Just from observation, not sure how these really foamy ones work, as they just sit with 90% of the product hovering ontop of that in contact with the paint until it is rinsed off, and it doesn't move much, so it's not going to move much either.

These foamy ones that almost remove themselves after 5 minutes appear a better idea, as most of the material comes into contact with the paint and so will have more removal capacity, and it also gets it off the car before you fire water at it, pushing any remaining particles around the surface...


I actually think those really heavy thick static foams are probably pointless, surely the best ones for this initial clean process are those more mobile thinner ones that almost totally clear themselves?


----------



## Jochen

I think it's not the movement of the foam that's removes the grime but the blast with the powerwasher afterwards. The foam only lifts the dirt and softens it.


----------



## HairyG

For what it's worth, my car gets very muddy almost every time I take it out and I have taken to giving it a frequent blast with foam just to get the grit off.

The result is nowhere near being clean (by DW standards) but it does stop the mud building up and makes the car look "cared for".

It took a few goes before I got the mixture right, but now I can turn a mud ball back into a sexy tourer in about 15 minutes without touching the paint, just foam on, rinse off.

About every 3rd foaming I follow up with a 2BM wash.

The car is a 1994 Mercedes SL, so is quite large if nice and low.


----------



## Mr Whippy

Jochen said:


> I think it's not the movement of the foam that's removes the grime but the blast with the powerwasher afterwards. The foam only lifts the dirt and softens it.


But, if the foam is so thick it's not mobile, or very slow to move, then 95% of the product is just sat ontop of more foam.

The rinse clearly removes alot of the softened mud/dirt/grime, but what does that softening/lifting is the foam, and it's movement/flow/ability to interface with the paint would probably be optimum under certain conditions.

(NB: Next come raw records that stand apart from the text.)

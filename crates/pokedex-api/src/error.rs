use axum::Json;
use axum::http::StatusCode;
use axum::response::{IntoResponse, Response};
use pokedex_store::StoreError;

pub const NOT_FOUND_MESSAGE: &str = "Pokemon not found";
pub const INTERNAL_MESSAGE: &str = "Internal Server Error";

/// Errors surfaced by route handlers.
///
/// Only two outcomes reach the caller for record operations: not found, or a
/// generic internal error. The cause of an internal error is logged, never
/// returned.
#[derive(Debug, thiserror::Error)]
pub enum ApiError {
    #[error("Pokemon not found")]
    NotFound,

    #[error("invalid request body: {0}")]
    InvalidBody(String),

    /// The path identifier has no leading digits and cannot be cast to a number.
    #[error("cannot cast '{0}' to a number")]
    InvalidId(String),

    #[error(transparent)]
    Store(#[from] StoreError),

    #[error("blocking task failed: {0}")]
    Task(#[from] tokio::task::JoinError),
}

impl IntoResponse for ApiError {
    fn into_response(self) -> Response {
        let (status, message) = match &self {
            ApiError::NotFound => (StatusCode::NOT_FOUND, NOT_FOUND_MESSAGE),
            ApiError::InvalidBody(_) => (StatusCode::BAD_REQUEST, "Invalid JSON body"),
            ApiError::InvalidId(_) | ApiError::Store(_) | ApiError::Task(_) => {
                tracing::error!(error = %self, "request failed");
                (StatusCode::INTERNAL_SERVER_ERROR, INTERNAL_MESSAGE)
            }
        };

        let body = serde_json::json!({ "error": message });
        (status, Json(body)).into_response()
    }
}

/// Startup and shutdown failures of the server process.
#[derive(Debug, thiserror::Error)]
pub enum ServerError {
    #[error("store: {0}")]
    Store(#[from] StoreError),

    #[error("seed '{path}': {source}")]
    Seed {
        path: String,
        #[source]
        source: StoreError,
    },

    #[error("bind {addr}: {source}")]
    Bind {
        addr: String,
        #[source]
        source: std::io::Error,
    },

    #[error("serve: {0}")]
    Serve(#[source] std::io::Error),
}
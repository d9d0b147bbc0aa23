//! Terminal implementations of the platform collaborators.
//!
//! The alert surface prints a banner, the navigator prints destination
//! lines, and the ringer backend loops the terminal bell. None of these
//! block; the lifecycle dispatches to them from its command runner.

use std::collections::HashMap;
use std::io::Write;
use std::sync::atomic::{AtomicBool, Ordering};
use std::sync::Arc;
use std::time::Duration;

use ringline_core::call::{PAYLOAD_BODY, PAYLOAD_TITLE};
use ringline_core::{
    CallId, IncomingCall, Navigator, NotificationSurface, PermissionGate, ResourceUnavailable,
    RingerBackend, RingerOutput,
};

/// Alert surface that draws a call banner on stdout.
pub struct ConsoleSurface;

impl NotificationSurface for ConsoleSurface {
    fn post(&self, call: &IncomingCall) {
        let stamp = chrono::Local::now().format("%H:%M:%S");
        println!();
        println!("── incoming call ─────────────────────── {stamp}");
        if let Some(title) = &call.title {
            println!("   {title}");
        }
        if let Some(body) = &call.body {
            println!("   {body}");
        }
        println!("   [a]ccept  [r]eject  [d]ismiss");
    }

    fn cancel(&self, _id: CallId) {
        println!("── alert dismissed ────────────────────────────");
    }
}

/// Navigator that narrates screen changes on stdout.
pub struct ConsoleNavigator;

impl Navigator for ConsoleNavigator {
    fn open_main(&self, payload: HashMap<String, String>) {
        println!();
        match payload.get(PAYLOAD_TITLE) {
            Some(title) => println!("connected: {title}"),
            None => println!("connected"),
        }
        if let Some(body) = payload.get(PAYLOAD_BODY) {
            println!("{body}");
        }
    }

    fn end_presentation(&self) {
        println!();
        println!("call screen closed");
    }
}

/// Permission gate backed by the `notifications.enabled` config key.
pub struct ConfigGate {
    granted: bool,
}

impl ConfigGate {
    pub fn new(granted: bool) -> Self {
        Self { granted }
    }
}

impl PermissionGate for ConfigGate {
    fn notifications_granted(&self) -> bool {
        self.granted
    }
}

/// Rings by writing the terminal bell character on a loop.
pub struct TerminalBell;

impl RingerBackend for TerminalBell {
    fn acquire(&self) -> Result<Box<dyn RingerOutput>, ResourceUnavailable> {
        Ok(Box::new(BellLoop {
            running: Arc::new(AtomicBool::new(false)),
        }))
    }

    fn release(&self, _output: Box<dyn RingerOutput>) {}
}

struct BellLoop {
    running: Arc<AtomicBool>,
}

impl RingerOutput for BellLoop {
    fn play_looping(&mut self) {
        self.running.store(true, Ordering::SeqCst);
        let running = Arc::clone(&self.running);
        std::thread::spawn(move || {
            while running.load(Ordering::SeqCst) {
                print!("\x07");
                let _ = std::io::stdout().flush();
                std::thread::sleep(Duration::from_secs(2));
            }
        });
    }

    fn stop(&mut self) {
        // The bell thread exits at its next wake.
        self.running.store(false, Ordering::SeqCst);
    }
}

impl Drop for BellLoop {
    fn drop(&mut self) {
        self.running.store(false, Ordering::SeqCst);
    }
}
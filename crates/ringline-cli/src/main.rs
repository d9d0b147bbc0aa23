use clap::{CommandFactory, Parser, Subcommand};
use tracing_subscriber::layer::SubscriberExt;
use tracing_subscriber::util::SubscriberInitExt;

mod commands;
mod console;

#[derive(Parser)]
#[command(name = "ringline-cli", version, about = "Ringline CLI")]
struct Cli {
    #[command(subcommand)]
    command: Commands,
}

#[derive(Subcommand)]
enum Commands {
    /// Ring an incoming call in the terminal
    Ring(commands::ring::RingArgs),
    /// Route a raw inbound action token and print the result
    Route(commands::route::RouteArgs),
    /// Configuration management
    Config {
        #[command(subcommand)]
        action: commands::config::ConfigAction,
    },
    /// Device push-token management
    Token {
        #[command(subcommand)]
        action: commands::token::TokenAction,
    },
    /// Generate shell completions
    Completions {
        /// Target shell
        shell: clap_complete::Shell,
    },
}

fn main() {
    init_tracing();
    let cli = Cli::parse();

    let result = match cli.command {
        Commands::Ring(args) => commands::ring::run(args),
        Commands::Route(args) => commands::route::run(args),
        Commands::Config { action } => commands::config::run(action),
        Commands::Token { action } => commands::token::run(action),
        Commands::Completions { shell } => {
            clap_complete::generate(
                shell,
                &mut Cli::command(),
                "ringline-cli",
                &mut std::io::stdout(),
            );
            Ok(())
        }
    };

    if let Err(e) = result {
        eprintln!("error: {e}");
        std::process::exit(1);
    }
}

/// Logs go to stderr so stdout stays parseable.
fn init_tracing() {
    let filter = tracing_subscriber::EnvFilter::new(
        std::env::var("RUST_LOG").unwrap_or_else(|_| "warn".to_string()),
    );
    tracing_subscriber::registry()
        .with(filter)
        .with(
            tracing_subscriber::fmt::layer()
                .with_target(false)
                .with_writer(std::io::stderr),
        )
        .init();
}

I'd argue that if it's so thick that it's not cleared after 5 mins, then it's not really an efficient use of 90% of the cleaning agent/softening of grime potential within that material.

I think this looks ideal:









Dave


----------



## Clark @ PB

I did a complete touchless wash on a Gallardo yesterday just with Hyperwash through the foam lance


----------



## DE 1981

personally i only use bilt hamber autofoam now after much trialing and testing of others, its not a thick shaving foam type foam which personally i think are a waste of time but its cleaning powers are second to none when it comes to touchless washes.


----------



## Guest

Clark said:


> I did a complete touchless wash on a Gallardo yesterday just with Hyperwash through the foam lance


That's great.. I'd expect it looks good too, but

If you clayed your car, you'd come up with things that are embedded in your LSP. And even worse in the summertime, when a wax has softened and been attacked much harsher.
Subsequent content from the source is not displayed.